Materials provided:

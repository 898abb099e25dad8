//! Decks as multisets of a profile's cards.
//!
//! A `Deck` stores one count per card slot of its profile, so two decks
//! holding the same cards in a different order are the same deck.

use std::collections::BTreeMap;

use smallvec::SmallVec;

use crate::cards::CardKind;
use crate::core::{SimError, SimResult};
use crate::rules::CraftingProfile;

/// Per-slot counts. Profiles rarely hold more than 8 distinct cards.
pub type SlotCounts = SmallVec<[u32; 8]>;

/// Card name → copies in a deck.
pub type DeckComposition = BTreeMap<String, u32>;

/// A multiset of cards drawn from one profile.
#[derive(Clone, Debug, PartialEq, Eq, Hash)]
pub struct Deck {
    counts: SlotCounts,
}

impl Deck {
    /// Build a deck from per-slot counts.
    ///
    /// Counts beyond the profile's slots, or above a card's quantity, are
    /// rejected.
    pub fn from_counts(profile: &CraftingProfile, counts: &[u32]) -> SimResult<Self> {
        let registry = profile.registry();
        if counts.len() > registry.len() {
            return Err(SimError::SlotsExceeded {
                given: counts.len(),
                slots: registry.len(),
            });
        }

        let mut slots: SlotCounts = SmallVec::from_elem(0, registry.len());
        for (slot, &requested) in counts.iter().enumerate() {
            if let Some(card) = registry.get(slot) {
                if requested > card.quantity {
                    return Err(SimError::QuantityExceeded {
                        card: card.name.clone(),
                        requested,
                        available: card.quantity,
                    });
                }
            }
            slots[slot] = requested;
        }

        Ok(Self { counts: slots })
    }

    /// Build a deck from card names, one entry per copy.
    ///
    /// ```
    /// use crafting_sim::cards::CardDefinition;
    /// use crafting_sim::rules::{CraftingMode, CraftingProfile};
    /// use crafting_sim::search::Deck;
    ///
    /// let profile = CraftingProfile::new(
    ///     CraftingMode::Forging,
    ///     [CardDefinition::new("Forge", 2), CardDefinition::new("Ignite", 1)],
    /// )
    /// .unwrap();
    ///
    /// let a = Deck::from_names(&profile, ["Forge", "Ignite"]).unwrap();
    /// let b = Deck::from_names(&profile, ["Ignite", "Forge"]).unwrap();
    /// assert_eq!(a, b);
    /// assert!(Deck::from_names(&profile, ["Ignite", "Ignite"]).is_err());
    /// ```
    pub fn from_names<'n>(
        profile: &CraftingProfile,
        names: impl IntoIterator<Item = &'n str>,
    ) -> SimResult<Self> {
        let registry = profile.registry();
        let mut counts: SlotCounts = SmallVec::from_elem(0, registry.len());
        for name in names {
            let slot = registry
                .slot_of(name)
                .ok_or_else(|| SimError::UnknownCard(name.to_string()))?;
            counts[slot] += 1;
        }
        Self::from_counts(profile, &counts)
    }

    /// Per-slot counts.
    #[must_use]
    pub fn counts(&self) -> &[u32] {
        &self.counts
    }

    /// Copies of the card in a slot.
    #[must_use]
    pub fn count(&self, slot: usize) -> u32 {
        self.counts.get(slot).copied().unwrap_or(0)
    }

    /// Total number of cards.
    #[must_use]
    pub fn size(&self) -> usize {
        self.counts.iter().map(|&n| n as usize).sum()
    }

    /// Flat list of slots, one entry per copy, in slot order.
    #[must_use]
    pub fn instances(&self) -> Vec<usize> {
        let mut slots = Vec::with_capacity(self.size());
        for (slot, &n) in self.counts.iter().enumerate() {
            slots.extend(std::iter::repeat(slot).take(n as usize));
        }
        slots
    }

    /// Name → count view of the deck. Cards with zero copies are omitted.
    #[must_use]
    pub fn composition(&self, profile: &CraftingProfile) -> DeckComposition {
        self.counts
            .iter()
            .enumerate()
            .filter(|(_, &n)| n > 0)
            .filter_map(|(slot, &n)| profile.registry().get(slot).map(|c| (c.name.clone(), n)))
            .collect()
    }

    /// Effect kinds and counts, for end-of-cycle hooks.
    ///
    /// Cards without an effect in the profile's mode are left out.
    #[must_use]
    pub fn kinds(&self, profile: &CraftingProfile) -> SmallVec<[(CardKind, u32); 8]> {
        self.counts
            .iter()
            .enumerate()
            .filter(|(_, &n)| n > 0)
            .filter_map(|(slot, &n)| profile.kind_at(slot).map(|kind| (kind, n)))
            .collect()
    }

    /// Every distinct deck of exactly `size` cards the pool allows.
    ///
    /// Decks come out in the order their first occurrence would appear
    /// among the pool's combinations: as many copies of the earliest card
    /// as possible first. Empty when `size` exceeds the pool.
    #[must_use]
    pub fn enumerate(profile: &CraftingProfile, size: usize) -> Vec<Deck> {
        let quantities: Vec<u32> = profile.registry().iter().map(|c| c.quantity).collect();
        let mut decks = Vec::new();
        if size > profile.pool_size() {
            return decks;
        }

        let mut current: SlotCounts = SmallVec::from_elem(0, quantities.len());
        Self::fill(&quantities, 0, size as u32, &mut current, &mut decks);
        decks
    }

    fn fill(
        quantities: &[u32],
        slot: usize,
        remaining: u32,
        current: &mut SlotCounts,
        decks: &mut Vec<Deck>,
    ) {
        if remaining == 0 {
            decks.push(Deck {
                counts: current.clone(),
            });
            return;
        }
        if slot == quantities.len() {
            return;
        }

        // Prune when the remaining slots cannot hold what is left
        let capacity: u32 = quantities[slot..].iter().sum();
        if capacity < remaining {
            return;
        }

        for take in (0..=quantities[slot].min(remaining)).rev() {
            current[slot] = take;
            Self::fill(quantities, slot + 1, remaining - take, current, decks);
        }
        current[slot] = 0;
    }
}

What to produce: Reproduce all lines from the records above that include the word "copy".

Exercise result:
    /// Build a deck from card names, one entry per copy.
    /// Flat list of slots, one entry per copy, in slot order.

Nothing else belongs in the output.